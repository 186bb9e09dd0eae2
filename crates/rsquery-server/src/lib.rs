//! rsquery-server: Configuration, logging and runtime facade
//!
//! This crate hosts the query engine from `rsquery-domain`:
//! - Layered configuration (defaults, YAML file, environment)
//! - Structured logging initialisation
//! - A runtime that builds dispatchers and caches from configuration
//!
//! # Architecture
//!
//! ```text
//! ┌─────────────────────────────────────────────┐
//! │               rsquery-server                 │
//! ├─────────────────────────────────────────────┤
//! │  config.rs      - Configuration management  │
//! │  observability/ - Logging and metrics       │
//! │  runtime.rs     - QueryRuntime facade       │
//! └─────────────────────────────────────────────┘
//! ```

pub mod config;
pub mod observability;
pub mod runtime;

// Re-exports for convenience
pub use config::{ConfigLoadError, ServerConfig};
pub use runtime::QueryRuntime;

Problem details: Copy each line of the listing above that contains the word "from".

Response:
//! This crate hosts the query engine from `rsquery-domain`:
//! - A runtime that builds dispatchers and caches from configuration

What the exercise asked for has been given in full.